Task description:
Only lines with the word "session" are wanted; copy each of them from the listing below.
--- START ---
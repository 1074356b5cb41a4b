//! Client side of the relay: sending messages, rebuilding replies from the
//! stream and keeping a view in step with the mirror.

pub mod api;
pub mod bridge;
pub mod list;
pub mod reassembler;
pub mod session;

pub use self::api::{ ChatApi, ChatTransport, FrameStream };
pub use self::bridge::{ DetailAction, ListAction, ThreadDetailBridge, ThreadListBridge };
pub use self::list::ThreadListView;
pub use self::reassembler::{ Phase, Reassembler, ReassemblyEvent };
pub use self::session::{ ChatSession, SessionOptions };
--- END ---
Response area:
pub mod session;
pub use self::session::{ ChatSession, SessionOptions };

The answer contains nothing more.